¡La felicidad se contagia!


¿Te enteraste que hay un Informe mundial sobre la felicidad? Se realiza anualmente, desde hace ocho años, es una encuesta que clasifica a 156 países según el grado de felicidad que sus ciudadanos perciben de sí mismos. Contempla el bienestar, los entornos sociales, urbanos y naturales que se combinan para afectar el desarrollo de los seres humanos.

Mi nación, Guatemala, figura en el puesto número 7 de América Latina y 30 del mundo entero. No saben la alegría que me produjo ver que los chapines conservamos la alegría, a pesar de la pandemia.

Observa el orden en que figuran los países latinoamericanos y encuentra el tuyo: I Costa Rica, II México, III Chile, IV Panamá, V Brasil, VI Argentina, VII Guatemala, VIII Uruguay, IX Colombia, X El Salvador, XI Nicaragua, XII Ecuador, XIII Bolivia, XIV Paraguay, XV Perú, XVI Honduras, XVII República Dominicana, XVIII, Venezuela y IXX Haití.

Llaman la atención algunos aspectos que el informe aborda: por ejemplo, tener a alguien con quien contar, un sentido de libertad para tomar decisiones clave en la vida, la generosidad, la confianza y los efectos que tiene la desigualdad sobre la felicidad. El estudio es mucho más extenso y si quieres profundizar en él lo puedes encontrar en la internet.

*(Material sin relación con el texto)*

//! Runtime configuration, read from the environment (and a `.env` file).

use std::path::PathBuf;
use std::str::FromStr;
use std::time::Duration;

use crate::error::{ReplicatorError, Result};

pub const DEFAULT_LISTEN_CHANNEL: &str = "nis2_changes";
pub const DEFAULT_KEY_DIRECTORY: &str = "./keys";

#[derive(Debug, Clone, PartialEq)]
pub struct Config {
    /// Required by `run` and `install-trigger` only
    pub database_url: Option<String>,
    pub listen_channel: String,
    pub cloud_api_url: Option<String>,
    pub cloud_api_token: Option<String>,
    pub key_directory: PathBuf,
    pub active_key_id: Option<String>,
    pub batch_size: usize,
    pub flush_interval: Duration,
    pub retry_attempts: u32,
    pub retry_delay: Duration,
    pub dry_run: bool,
    pub poll_interval: Duration,
    pub request_timeout: Duration,
    /// Allow an ephemeral in-memory key when the key directory is empty
    pub demo_mode: bool,
}

impl Default for Config {
    fn default() -> Self {
        Self {
            database_url: None,
            listen_channel: DEFAULT_LISTEN_CHANNEL.to_string(),
            cloud_api_url: None,
            cloud_api_token: None,
            key_directory: PathBuf::from(DEFAULT_KEY_DIRECTORY),
            active_key_id: None,
            batch_size: 100,
            flush_interval: Duration::from_secs(5),
            retry_attempts: 3,
            retry_delay: Duration::from_secs(5),
            dry_run: false,
            poll_interval: Duration::from_secs(5),
            request_timeout: Duration::from_secs(30),
            demo_mode: false,
        }
    }
}

impl Config {
    /// Load from the process environment after applying any `.env` file.
    pub fn from_env() -> Result<Self> {
        dotenvy::dotenv().ok();
        Self::from_lookup(|name| std::env::var(name).ok())
    }

    /// Load from an arbitrary variable lookup. Empty values count as unset.
    pub fn from_lookup<F>(lookup: F) -> Result<Self>
    where
        F: Fn(&str) -> Option<String>,
    {
        let get = |name: &str| lookup(name).filter(|v| !v.trim().is_empty());
        let defaults = Self::default();

        let config = Self {
            database_url: get("DATABASE_URL"),
            listen_channel: get("LISTEN_CHANNEL").unwrap_or(defaults.listen_channel),
            cloud_api_url: get("CLOUD_API_URL").map(|url| url.trim_end_matches('/').to_string()),
            cloud_api_token: get("CLOUD_API_TOKEN"),
            key_directory: get("KEY_DIRECTORY").map(PathBuf::from).unwrap_or(defaults.key_directory),
            active_key_id: get("ACTIVE_KEY_ID"),
            batch_size: parse_or("BATCH_SIZE", get("BATCH_SIZE"), defaults.batch_size)?,
            flush_interval: seconds_or(
                "FLUSH_INTERVAL_SECONDS",
                get("FLUSH_INTERVAL_SECONDS"),
                defaults.flush_interval,
            )?,
            retry_attempts: parse_or("RETRY_ATTEMPTS", get("RETRY_ATTEMPTS"), defaults.retry_attempts)?,
            retry_delay: seconds_or("RETRY_DELAY_SECONDS", get("RETRY_DELAY_SECONDS"), defaults.retry_delay)?,
            dry_run: bool_or("DRY_RUN", get("DRY_RUN"), defaults.dry_run)?,
            poll_interval: seconds_or(
                "POLL_INTERVAL_SECONDS",
                get("POLL_INTERVAL_SECONDS"),
                defaults.poll_interval,
            )?,
            request_timeout: seconds_or(
                "REQUEST_TIMEOUT_SECONDS",
                get("REQUEST_TIMEOUT_SECONDS"),
                defaults.request_timeout,
            )?,
            demo_mode: bool_or("DEMO_MODE", get("DEMO_MODE"), defaults.demo_mode)?,
        };

        config.validate()?;
        Ok(config)
    }

    pub fn validate(&self) -> Result<()> {
        if self.batch_size == 0 {
            return Err(ReplicatorError::Config("BATCH_SIZE must be at least 1".into()));
        }
        if self.poll_interval.is_zero() {
            return Err(ReplicatorError::Config("POLL_INTERVAL_SECONDS must be positive".into()));
        }
        if self.request_timeout.is_zero() {
            return Err(ReplicatorError::Config("REQUEST_TIMEOUT_SECONDS must be positive".into()));
        }
        Ok(())
    }

    pub fn require_database_url(&self) -> Result<&str> {
        self.database_url
            .as_deref()
            .ok_or_else(|| ReplicatorError::Config("DATABASE_URL must be set".into()))
    }
}

fn parse_or<T: FromStr>(name: &str, value: Option<String>, default: T) -> Result<T> {
    match value {
        None => Ok(default),
        Some(raw) => raw
            .trim()
            .parse()
            .map_err(|_| ReplicatorError::Config(format!("{} is not a valid number: {:?}", name, raw))),
    }
}

fn seconds_or(name: &str, value: Option<String>, default: Duration) -> Result<Duration> {
    parse_or(name, value, default.as_secs()).map(Duration::from_secs)
}

fn bool_or(name: &str, value: Option<String>, default: bool) -> Result<bool> {
    let Some(raw) = value else {
        return Ok(default);
    };
    match raw.trim().to_ascii_lowercase().as_str() {
        "true" | "1" | "yes" => Ok(true),
        "false" | "0" | "no" => Ok(false),
        _ => Err(ReplicatorError::Config(format!("{} is not a valid boolean: {:?}", name, raw))),
    }
}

Mientras leía la noticia pensé ¡gracias a Dios por que en medio de momentos duros hay alguien generoso que comparte, un ser humano que nos acompaña y confía en nosotros! Dios nunca nos deja solos.

Otros factores abordados están relacionados con la diferenciación entre lo urbano y lo rural. “En la mayoría de las regiones del mundo, los niveles más altos de felicidad en las ciudades pueden ser explicados por mejores circunstancias económicas y oportunidades. Aunque en un número de los países más ricos, la población rural es más feliz que su contraparte urbana”, detalla el informe.

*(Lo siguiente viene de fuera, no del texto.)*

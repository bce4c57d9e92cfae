//! Symmetric primitives for envelope encryption
//!
//! This module provides the AES-256-GCM half of the hybrid scheme: a
//! zeroizing session key type and a cipher wrapper that keeps the
//! authentication tag detached from the ciphertext, as the envelope
//! format carries them in separate fields.

use aes_gcm::{
    aead::{Aead, KeyInit, OsRng},
    Aes256Gcm, Nonce,
};
use rand::RngCore;
use zeroize::{Zeroize, ZeroizeOnDrop};

use crate::error::{ReplicatorError, Result};

/// AES-256 key size in bytes (256 bits)
pub const AES_256_KEY_SIZE: usize = 32;

/// AES-GCM nonce size in bytes (96 bits)
pub const NONCE_SIZE: usize = 12;

/// AES-GCM authentication tag size in bytes (128 bits)
pub const TAG_SIZE: usize = 16;

/// A secure key wrapper that zeroizes memory on drop
#[derive(Clone, Zeroize, ZeroizeOnDrop)]
pub struct SecureKey {
    bytes: Vec<u8>,
}

impl SecureKey {
    /// Create a new SecureKey from raw bytes
    pub fn new(bytes: Vec<u8>) -> Self {
        Self { bytes }
    }

    /// Generate a new random AES-256 session key
    pub fn generate() -> Self {
        Self {
            bytes: generate_random_bytes(AES_256_KEY_SIZE),
        }
    }

    /// Get the key bytes (use with caution)
    pub fn as_bytes(&self) -> &[u8] {
        &self.bytes
    }

    /// Get the key length
    pub fn len(&self) -> usize {
        self.bytes.len()
    }

    /// Check if the key is empty
    pub fn is_empty(&self) -> bool {
        self.bytes.is_empty()
    }
}

impl std::fmt::Debug for SecureKey {
    fn fmt(&self, f: &mut std::fmt::Formatter<'_>) -> std::fmt::Result {
        write!(f, "SecureKey([REDACTED])")
    }
}

/// Output of an AES-GCM seal with the tag split off the ciphertext
#[derive(Debug, Clone, PartialEq, Eq)]
pub struct SealedData {
    /// Fresh random nonce used for this seal
    pub iv: [u8; NONCE_SIZE],
    /// Ciphertext without the tag (same length as the plaintext)
    pub ciphertext: Vec<u8>,
    /// GCM authentication tag
    pub tag: [u8; TAG_SIZE],
}

/// AES-256-GCM cipher wrapper
pub struct AesGcmCipher;

impl AesGcmCipher {
    /// Encrypt plaintext under `key` with a freshly generated nonce.
    pub fn seal(key: &SecureKey, plaintext: &[u8]) -> Result<SealedData> {
        let cipher = Self::cipher(key).map_err(ReplicatorError::Crypto)?;

        let mut iv = [0u8; NONCE_SIZE];
        OsRng.fill_bytes(&mut iv);

        let mut combined = cipher
            .encrypt(Nonce::from_slice(&iv), plaintext)
            .map_err(|e| ReplicatorError::Crypto(format!("Encryption error: {}", e)))?;

        // aes-gcm appends the tag to the ciphertext
        let split_at = combined.len() - TAG_SIZE;
        let mut tag = [0u8; TAG_SIZE];
        tag.copy_from_slice(&combined[split_at..]);
        combined.truncate(split_at);

        Ok(SealedData {
            iv,
            ciphertext: combined,
            tag,
        })
    }

    /// Decrypt and authenticate sealed data.
    ///
    /// Any mismatch (wrong key, flipped bit in ciphertext, tag or nonce)
    /// surfaces as `ReplicatorError::Decryption`.
    pub fn open(key: &SecureKey, sealed: &SealedData) -> Result<Vec<u8>> {
        let cipher = Self::cipher(key).map_err(ReplicatorError::Decryption)?;

        let mut combined = Vec::with_capacity(sealed.ciphertext.len() + TAG_SIZE);
        combined.extend_from_slice(&sealed.ciphertext);
        combined.extend_from_slice(&sealed.tag);

        cipher
            .decrypt(Nonce::from_slice(&sealed.iv), combined.as_slice())
            .map_err(|_| ReplicatorError::Decryption("authentication tag mismatch".into()))
    }

    fn cipher(key: &SecureKey) -> std::result::Result<Aes256Gcm, String> {
        if key.len() != AES_256_KEY_SIZE {
            return Err(format!(
                "Invalid key size: expected {}, got {}",
                AES_256_KEY_SIZE,
                key.len()
            ));
        }
        Aes256Gcm::new_from_slice(key.as_bytes()).map_err(|e| format!("Cipher init error: {}", e))
    }
}

/// Generate cryptographically secure random bytes
pub fn generate_random_bytes(len: usize) -> Vec<u8> {
    let mut bytes = vec![0u8; len];
    OsRng.fill_bytes(&mut bytes);
    bytes
}

#[cfg(test)]
mod tests {
    use super::*;

    #[test]
    fn test_seal_open() {
        let key = SecureKey::generate();
        let plaintext = b"Hello, Envelope Encryption!";

        let sealed = AesGcmCipher::seal(&key, plaintext).unwrap();
        assert_eq!(sealed.ciphertext.len(), plaintext.len());

        let opened = AesGcmCipher::open(&key, &sealed).unwrap();
        assert_eq!(plaintext.to_vec(), opened);
    }

    #[test]
    fn test_fresh_nonce_per_seal() {
        let key = SecureKey::generate();
        let a = AesGcmCipher::seal(&key, b"same").unwrap();
        let b = AesGcmCipher::seal(&key, b"same").unwrap();

        assert_ne!(a.iv, b.iv);
        assert_ne!(a.ciphertext, b.ciphertext);
    }

    #[test]
    fn test_tampered_tag_rejected() {
        let key = SecureKey::generate();
        let mut sealed = AesGcmCipher::seal(&key, b"Secret data").unwrap();
        sealed.tag[0] ^= 0x01;

        let result = AesGcmCipher::open(&key, &sealed);
        assert!(matches!(result, Err(ReplicatorError::Decryption(_))));
    }

    #[test]
    fn test_wrong_key_rejected() {
        let sealed = AesGcmCipher::seal(&SecureKey::generate(), b"Secret data").unwrap();
        let result = AesGcmCipher::open(&SecureKey::generate(), &sealed);
        assert!(result.is_err());
    }

    #[test]
    fn test_short_key_rejected() {
        let key = SecureKey::new(vec![0u8; 16]);
        assert!(matches!(AesGcmCipher::seal(&key, b"x"), Err(ReplicatorError::Crypto(_))));
    }

    #[test]
    fn test_debug_redacts_key() {
        let key = SecureKey::generate();
        assert_eq!(format!("{:?}", key), "SecureKey([REDACTED])");
    }
}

Personalmente creo que los recursos económicos no son garantía de la felicidad, sin duda contribuyen a tener una mejor calidad de vida, pero por experiencia sé que la felicidad no llega con las “cosas”, crecí en un entorno limitado, sin mi padre y sin hermanos –fui hijo único–, pero mi mamá me enseñó a ser feliz, agradecido y generoso con lo poco que tenía. Sigo teniendo esos mismos valores. Mis amistades saben que me disfruto un caldito de res (comida típica guatemalteca) de la misma manera que un asado. Soy agradecido de tener comida y eso ya me hace estar feliz.

Veamos la vida de José, nunca se amargó a pesar de la envidia de sus propios hermanos que lo vendieron como esclavo, fue llevado a Egipto y después de haber sido falsamente acusado de adulterio por su dueña, estuvo en prisión. En la cárcel interpretó un sueño al faraón y eso lo llevó al palacio. Salvó al pueblo de una hambruna y teniéndolo todo, decidió perdonar a sus hermanos. Su proceso se resume en un párrafo, pero en realidad duró varios años, sin embargo, resalta su actitud. Nunca dejó de soñar y de creerle a Dios que los sueños que le dio se cumplirían.

Con esto quiero decirte que la actitud que tengas ante la vida lo es todo. No debemos esperar para “tener” para vivir de acuerdo nuestro propósito.